There’s a Church’s Chicken in the Inland Empire on the way back from Joshua Tree, it’s not quality. But Bamberger retired in 1988. More:

In addition to his restoration of the land now known as “Selah, Bamberger Ranch Preserve,” Bamberger was instrumental in the preservation of nearby Bracken Cave in the early 1990s, home to more than 15 million Mexican free-tailed bats—a colony believed to be the largest concentration of nonhuman mammals on the planet. Bamberger gained the trust of the family that owned the cave and brokered a sale to the nonprofit Bat Conservation International, then paid to build a trail system and other infrastructure to make the site accessible to visitors.

Suddenly enchanted by bats, Bamberger next hired biologists and geologists to hunt for a spot at Selah where he could establish a bat population of his own. They couldn’t find a single suitable site. 

“Most people would have said, ‘Oh well, that’s too bad. I guess we’re not going to have a big bat colony here,’ ” explained April Sansom, executive director of Selah, Bamberger Ranch Preserve. “But not J. David. What he said was, ‘Oh, guess we better try to build one.’ ”

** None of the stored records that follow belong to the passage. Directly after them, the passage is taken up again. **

//! Declarations read from Rust source files.
//!
//! A package path names a module of the crate rooted at
//! [`SourceProvider::root`]: `crate` is `src/lib.rs` (or `src/main.rs`) and
//! `crate::a::b` is `src/a/b.rs`, `src/a/b/mod.rs`, or an inline `mod b { }`
//! inside the parent module. Serde attributes are lowered into `json`
//! annotations so the extractor sees the same key and presence rules serde
//! applies when serializing.

mod serde_attrs;
mod type_utils;

use camino::{Utf8Path, Utf8PathBuf};
use syn::ext::IdentExt;
use syn::{Attribute, Expr, Fields, Item, ItemEnum, ItemStruct, Lit, Meta, Visibility};
use tracing::debug;

use self::serde_attrs::{SerdeContainerAttrs, serde_container_attrs, serde_field_attrs};
use self::type_utils::{Scope, lower_type};
use super::{DeclarationProvider, FieldDecl, PackageDecl, TypeDecl, TypeExpr, TypeShape};
use crate::error::{PrettyconfError, PrettyconfResult};

/// Provider that parses the modules of a Rust crate with `syn`.
#[derive(Debug, Clone)]
pub struct SourceProvider {
    root: Utf8PathBuf,
}

/// Parsed contents of one module.
struct ModuleSource {
    file: Utf8PathBuf,
    attrs: Vec<Attribute>,
    items: Vec<Item>,
}

impl SourceProvider {
    /// Creates a provider for the crate whose manifest directory is `root`.
    #[must_use]
    pub fn new(root: impl Into<Utf8PathBuf>) -> Self {
        Self { root: root.into() }
    }

    /// Crate directory containing `src/`.
    #[must_use]
    pub fn root(&self) -> &Utf8Path {
        &self.root
    }

    fn load_module(&self, segments: &[String]) -> PrettyconfResult<Option<ModuleSource>> {
        let src = self.root.join("src");
        for candidate in module_files(&src, segments) {
            if candidate.is_file() {
                return parse_module_file(candidate).map(Some);
            }
        }

        let Some((name, parent_segments)) = segments.split_last() else {
            return Ok(None);
        };
        let Some(parent) = self.load_module(parent_segments)? else {
            return Ok(None);
        };
        let file = parent.file;
        Ok(parent.items.into_iter().find_map(|item| match item {
            Item::Mod(module) if module.ident == name => {
                module.content.map(|(_, items)| ModuleSource {
                    file: file.clone(),
                    attrs: module.attrs,
                    items,
                })
            }
            _ => None,
        }))
    }
}

impl DeclarationProvider for SourceProvider {
    fn package(&self, path: &str) -> PrettyconfResult<PackageDecl> {
        let normalized = normalize_module_path(path);
        let segments: Vec<String> = normalized
            .split("::")
            .skip(1)
            .map(str::to_owned)
            .collect();
        let module = self
            .load_module(&segments)?
            .ok_or_else(|| PrettyconfError::package_not_found(path))?;
        debug!(package = %normalized, file = %module.file, "parsed module source");
        let file = module.file.clone();
        lower_module(&normalized, module).map_err(|source| PrettyconfError::Source {
            path: file,
            source,
        })
    }

    fn canonical_path(&self, path: &str) -> String {
        normalize_module_path(path)
    }
}

/// Prefixes `crate::` onto a module path that lacks it.
///
/// ```
/// use prettyconf::decl::normalize_module_path;
///
/// assert_eq!(normalize_module_path("config::net"), "crate::config::net");
/// assert_eq!(normalize_module_path("crate"), "crate");
/// assert_eq!(normalize_module_path(""), "crate");
/// ```
#[must_use]
pub fn normalize_module_path(path: &str) -> String {
    let trimmed = path.trim().trim_start_matches("::");
    if trimmed.is_empty() || trimmed == "crate" {
        return "crate".to_owned();
    }
    if trimmed.starts_with("crate::") {
        return trimmed.to_owned();
    }
    format!("crate::{trimmed}")
}

fn module_files(src: &Utf8Path, segments: &[String]) -> Vec<Utf8PathBuf> {
    if segments.is_empty() {
        return vec![src.join("lib.rs"), src.join("main.rs")];
    }
    let relative = segments.join("/");
    vec![
        src.join(format!("{relative}.rs")),
        src.join(&relative).join("mod.rs"),
    ]
}

fn parse_module_file(file: Utf8PathBuf) -> PrettyconfResult<ModuleSource> {
    let contents =
        std::fs::read_to_string(&file).map_err(|err| PrettyconfError::io(file.clone(), err))?;
    let parsed = syn::parse_file(&contents).map_err(|source| PrettyconfError::Source {
        path: file.clone(),
        source,
    })?;
    Ok(ModuleSource {
        file,
        attrs: parsed.attrs,
        items: parsed.items,
    })
}

fn lower_module(path: &str, module: ModuleSource) -> syn::Result<PackageDecl> {
    let mut scope = Scope::new(path);
    for item in &module.items {
        match item {
            Item::Use(item_use) => scope.add_use(&item_use.tree),
            Item::Mod(child) => scope.add_child(&child.ident),
            _ => {}
        }
    }

    let mut types = Vec::new();
    for item in &module.items {
        let decl = match item {
            Item::Struct(strukt) => lower_struct(strukt, &scope)?,
            Item::Enum(enumeration) => lower_enum(enumeration),
            Item::Type(alias) => TypeDecl {
                name: alias.ident.unraw().to_string(),
                doc: doc_text(&alias.attrs),
                exported: Some(is_public(&alias.vis)),
                shape: TypeShape::Alias(lower_type(&alias.ty, &scope)),
            },
            _ => continue,
        };
        debug!(package = path, name = %decl.name, "lowered type declaration");
        types.push(decl);
    }

    Ok(PackageDecl {
        path: path.to_owned(),
        doc: doc_text(&module.attrs),
        types,
    })
}

fn lower_struct(item: &ItemStruct, scope: &Scope) -> syn::Result<TypeDecl> {
    let shape = match &item.fields {
        Fields::Named(named) => {
            let container = serde_container_attrs(&item.attrs)?;
            let fields = named
                .named
                .iter()
                .map(|field| lower_field(field, container, scope))
                .collect::<syn::Result<Vec<_>>>()?;
            TypeShape::Record(fields)
        }
        // Newtypes serialize as their inner value.
        Fields::Unnamed(unnamed) if unnamed.unnamed.len() == 1 => unnamed
            .unnamed
            .first()
            .map_or(TypeShape::Interface, |field| {
                TypeShape::Alias(lower_type(&field.ty, scope))
            }),
        _ => TypeShape::Interface,
    };
    Ok(TypeDecl {
        name: item.ident.unraw().to_string(),
        doc: doc_text(&item.attrs),
        exported: Some(is_public(&item.vis)),
        shape,
    })
}

fn lower_field(
    field: &syn::Field,
    container: SerdeContainerAttrs,
    scope: &Scope,
) -> syn::Result<FieldDecl> {
    let name = field
        .ident
        .as_ref()
        .map(|ident| ident.unraw().to_string())
        .unwrap_or_default();
    let attrs = serde_field_attrs(&field.attrs)?;
    let key = attrs.rename.clone().unwrap_or_else(|| {
        container
            .rename_all
            .map_or_else(|| name.clone(), |rule| rule.apply(&name))
    });
    Ok(FieldDecl {
        tag: Some(attrs.to_tag(&key, container)),
        doc: doc_text(&field.attrs),
        embedded: false,
        flatten: attrs.flatten,
        // Serde serializes private fields too.
        exported: Some(true),
        ty: lower_type(&field.ty, scope),
        name,
    })
}

/// Unit-only enums serialize as their variant names; anything else is opaque.
fn lower_enum(item: &ItemEnum) -> TypeDecl {
    let unit_only = item
        .variants
        .iter()
        .all(|variant| matches!(variant.fields, Fields::Unit));
    let shape = if unit_only && !item.variants.is_empty() {
        TypeShape::Alias(TypeExpr::ident("string"))
    } else {
        TypeShape::Interface
    };
    TypeDecl {
        name: item.ident.unraw().to_string(),
        doc: doc_text(&item.attrs),
        exported: Some(is_public(&item.vis)),
        shape,
    }
}

fn is_public(vis: &Visibility) -> bool {
    !matches!(vis, Visibility::Inherited)
}

/// Joins `#[doc]` attributes into trimmed documentation text.
fn doc_text(attrs: &[Attribute]) -> String {
    let lines: Vec<String> = attrs
        .iter()
        .filter(|attr| attr.path().is_ident("doc"))
        .filter_map(|attr| match &attr.meta {
            Meta::NameValue(meta) => match &meta.value {
                Expr::Lit(expr) => match &expr.lit {
                    Lit::Str(text) => Some(text.value()),
                    _ => None,
                },
                _ => None,
            },
            _ => None,
        })
        .flat_map(|text| {
            text.lines()
                .map(|line| line.strip_prefix(' ').unwrap_or(line).trim_end().to_owned())
                .collect::<Vec<_>>()
        })
        .collect();
    lines.join("\n").trim().to_owned()
}

#[cfg(test)]
mod tests;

Construction of a system of underground caves was completed in 1997—a mammoth project which Bamberger conceded was “eccentric” even for him, and which was mocked locally as “Bamberger’s Folly.” It took several years, and some iterative modifications to the structure, but wild bats eventually moved in and established a colony there. The population is now half-a-million strong.